START Provided data
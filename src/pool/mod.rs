//! Crash-isolated multi-process worker pool
//!
//! - `coordinator`: pool lifecycle, job intake and drain
//! - `supervisor`: one thread per slot that forks and reforks workers
//! - `worker`: the claim-and-handle loop running inside each child

mod coordinator;
mod supervisor;
mod worker;

pub use coordinator::{
    default_queue_dir, PoolConfig, PoolMonitor, PoolProgress, PoolReport, PoolState, WorkerPool,
    DEFAULT_MAX_QUEUE_BYTES,
};
pub use supervisor::{CrashReport, SupervisorEvent};
pub use worker::{JobHandler, WorkerContext, EXIT_FATAL};
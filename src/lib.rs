//! docscan - Crash-Isolated File Crawler and Indexer
//!
//! Walks a directory tree and parses every regular file in a pool of worker
//! processes. A worker that segfaults on a malformed file takes only that
//! file with it: its supervisor forks a replacement and the scan goes on.
//!
//! # Features
//!
//! - **Durable Job Queue**: an SQLite file (on tmpfs when available) shared
//!   by every process, with a size cap and backoff when full.
//!
//! - **Shared Coordination Region**: process-shared mutexes and condition
//!   variables in an mmap'd file carry queue counters, per-slot state and
//!   the drain/stop protocol.
//!
//! - **Sharded Output**: each worker process appends records to its own
//!   `_index_<pid>` file, so no output lock is ever taken.
//!
//! - **Blob Store**: thumbnails keyed by document id in one SQLite store
//!   whose capacity grows in chunks agreed on by all workers.
//!
//! - **Incremental Scans**: files unchanged since a baseline index are not
//!   parsed again; their records are copied forward.
//!
//! # Architecture
//!
//! ```text
//! ┌──────────────────────────────────────────────────────────────────┐
//! │                         Parent process                           │
//! │                                                                  │
//! │   FileWalker ──push──┐        ┌── supervisor-0 ──fork/waitpid─┐  │
//! │                      ▼        ├── supervisor-1 ──fork/waitpid─┤  │
//! │              ┌──────────────┐ └── supervisor-N ──fork/waitpid─┤  │
//! │              │  JobQueue    │                                 │  │
//! │              │  (SQLite)    │   CoordinationRegion (mmap)     │  │
//! │              └──────┬───────┘   counters, slots, stop/fatal   │  │
//! └─────────────────────┼─────────────────────────────────────────┼──┘
//!                       │ claim                                   │
//!                       ▼                                         ▼
//! ┌──────────────────────────────────────────────────────────────────┐
//! │                   Worker processes (one per slot)                │
//! │   DocumentParser ──▶ _index_<pid> shard   ──▶ thumbs.db blobs    │
//! └──────────────────────────────────────────────────────────────────┘
//! ```
//!
//! # Example
//!
//! ```bash
//! # Full scan
//! docscan /srv/files -o files.idx
//!
//! # Incremental scan against the previous index
//! docscan /srv/files -o files-2.idx --incremental files.idx
//!
//! # Inspect the records
//! docscan dump files.idx | head
//! ```

pub mod config;
pub mod error;
pub mod incremental;
pub mod index;
pub mod ipc;
pub mod pool;
pub mod progress;
pub mod queue;
pub mod scan;
pub mod store;

pub use config::{CliArgs, ScanConfig};
pub use error::{Result, ScanError};
pub use scan::{ScanProgress, ScanResult, Scanner};
//! Process-shared synchronization primitives
//!
//! Thin wrappers over `pthread_mutex_t` / `pthread_cond_t` configured with
//! `PTHREAD_PROCESS_SHARED`. They must be initialized in place inside a
//! shared mapping and are never moved afterwards.
//!
//! Mutexes are robust: if a worker dies while holding one, the next locker
//! gets `EOWNERDEAD`, marks the mutex consistent and carries on. Critical
//! sections only touch a handful of counters, so the protected data stays
//! usable.

use std::cell::UnsafeCell;
use std::io;
use std::mem::MaybeUninit;
use std::ops::{Deref, DerefMut};
use std::ptr::addr_of_mut;
use std::time::Duration;
use tracing::warn;

fn check(rc: libc::c_int) -> io::Result<()> {
    if rc == 0 {
        Ok(())
    } else {
        Err(io::Error::from_raw_os_error(rc))
    }
}

/// Mutex usable across forked processes, guarding a `T` in the same mapping
#[repr(C)]
pub struct ProcessMutex<T> {
    raw: UnsafeCell<libc::pthread_mutex_t>,
    data: UnsafeCell<T>,
}

unsafe impl<T: Send> Send for ProcessMutex<T> {}
unsafe impl<T: Send> Sync for ProcessMutex<T> {}

impl<T> ProcessMutex<T> {
    /// Initialize the pthread mutex in place.
    ///
    /// The data half is left as-is; callers place it in zero-filled memory
    /// where all-zero is a valid `T`.
    ///
    /// # Safety
    /// `this` must point into a writable shared mapping that outlives all
    /// processes using it, and must not already hold an initialized mutex.
    pub unsafe fn init_in_place(this: *mut Self) -> io::Result<()> {
        let mut attr = MaybeUninit::<libc::pthread_mutexattr_t>::uninit();
        check(libc::pthread_mutexattr_init(attr.as_mut_ptr()))?;
        let configured = check(libc::pthread_mutexattr_setpshared(
            attr.as_mut_ptr(),
            libc::PTHREAD_PROCESS_SHARED,
        ))
        .and_then(|_| {
            check(libc::pthread_mutexattr_setrobust(
                attr.as_mut_ptr(),
                libc::PTHREAD_MUTEX_ROBUST,
            ))
        })
        .and_then(|_| {
            check(libc::pthread_mutex_init(
                UnsafeCell::raw_get(addr_of_mut!((*this).raw)),
                attr.as_ptr(),
            ))
        });
        libc::pthread_mutexattr_destroy(attr.as_mut_ptr());
        configured
    }

    /// Destroy the pthread mutex.
    ///
    /// # Safety
    /// No process may use the mutex afterwards.
    pub unsafe fn destroy(&self) {
        libc::pthread_mutex_destroy(self.raw.get());
    }

    /// Acquire the mutex, blocking until it is available.
    ///
    /// Panics only if the pthread layer reports corruption (`EINVAL`),
    /// which means the shared mapping itself is broken.
    pub fn lock(&self) -> ProcessMutexGuard<'_, T> {
        let rc = unsafe { libc::pthread_mutex_lock(self.raw.get()) };
        self.recover(rc, "lock");
        ProcessMutexGuard { mutex: self }
    }

    fn recover(&self, rc: libc::c_int, op: &str) {
        match rc {
            0 => {}
            libc::EOWNERDEAD => {
                warn!(op, "Previous owner of shared mutex died, recovering");
                unsafe { libc::pthread_mutex_consistent(self.raw.get()) };
            }
            other => panic!(
                "pthread mutex {} failed: {}",
                op,
                io::Error::from_raw_os_error(other)
            ),
        }
    }
}

/// RAII guard for [`ProcessMutex`]
pub struct ProcessMutexGuard<'a, T> {
    mutex: &'a ProcessMutex<T>,
}

impl<T> Deref for ProcessMutexGuard<'_, T> {
    type Target = T;

    fn deref(&self) -> &T {
        unsafe { &*self.mutex.data.get() }
    }
}

impl<T> DerefMut for ProcessMutexGuard<'_, T> {
    fn deref_mut(&mut self) -> &mut T {
        unsafe { &mut *self.mutex.data.get() }
    }
}

impl<T> Drop for ProcessMutexGuard<'_, T> {
    fn drop(&mut self) {
        unsafe {
            libc::pthread_mutex_unlock(self.mutex.raw.get());
        }
    }
}

/// Condition variable usable across forked processes
#[repr(C)]
pub struct ProcessCondvar {
    raw: UnsafeCell<libc::pthread_cond_t>,
}

unsafe impl Send for ProcessCondvar {}
unsafe impl Sync for ProcessCondvar {}

impl ProcessCondvar {
    /// Initialize the condvar in place, timed on `CLOCK_MONOTONIC`.
    ///
    /// # Safety
    /// Same contract as [`ProcessMutex::init_in_place`].
    pub unsafe fn init_in_place(this: *mut Self) -> io::Result<()> {
        let mut attr = MaybeUninit::<libc::pthread_condattr_t>::uninit();
        check(libc::pthread_condattr_init(attr.as_mut_ptr()))?;
        let configured = check(libc::pthread_condattr_setpshared(
            attr.as_mut_ptr(),
            libc::PTHREAD_PROCESS_SHARED,
        ))
        .and_then(|_| {
            check(libc::pthread_condattr_setclock(
                attr.as_mut_ptr(),
                libc::CLOCK_MONOTONIC,
            ))
        })
        .and_then(|_| {
            check(libc::pthread_cond_init(
                UnsafeCell::raw_get(addr_of_mut!((*this).raw)),
                attr.as_ptr(),
            ))
        });
        libc::pthread_condattr_destroy(attr.as_mut_ptr());
        configured
    }

    /// Destroy the condvar.
    ///
    /// # Safety
    /// No process may use the condvar afterwards.
    pub unsafe fn destroy(&self) {
        libc::pthread_cond_destroy(self.raw.get());
    }

    /// Block on the condvar for at most `timeout`, releasing the guard's
    /// mutex while waiting. Returns `true` if the wait timed out.
    pub fn wait_timeout<T>(&self, guard: &mut ProcessMutexGuard<'_, T>, timeout: Duration) -> bool {
        let deadline = deadline_after(timeout);
        let rc = unsafe {
            libc::pthread_cond_timedwait(self.raw.get(), guard.mutex.raw.get(), &deadline)
        };
        match rc {
            libc::ETIMEDOUT => true,
            other => {
                guard.mutex.recover(other, "timedwait");
                false
            }
        }
    }

    /// Wake one waiter
    pub fn notify_one(&self) {
        unsafe {
            libc::pthread_cond_signal(self.raw.get());
        }
    }

    /// Wake every waiter
    pub fn notify_all(&self) {
        unsafe {
            libc::pthread_cond_broadcast(self.raw.get());
        }
    }
}

fn deadline_after(timeout: Duration) -> libc::timespec {
    let mut now = libc::timespec {
        tv_sec: 0,
        tv_nsec: 0,
    };
    unsafe {
        libc::clock_gettime(libc::CLOCK_MONOTONIC, &mut now);
    }

    let total_nanos = now.tv_nsec as u64 + u64::from(timeout.subsec_nanos());
    libc::timespec {
        tv_sec: now.tv_sec
            + timeout.as_secs() as libc::time_t
            + (total_nanos / 1_000_000_000) as libc::time_t,
        tv_nsec: (total_nanos % 1_000_000_000) as _,
    }
}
END Provided data
▶ Task directions
Look through the records for the string "forks". Copy every line that has it.

▶ Solution for this exercise
//! - `supervisor`: one thread per slot that forks and reforks workers
//! file with it: its supervisor forks a replacement and the scan goes on.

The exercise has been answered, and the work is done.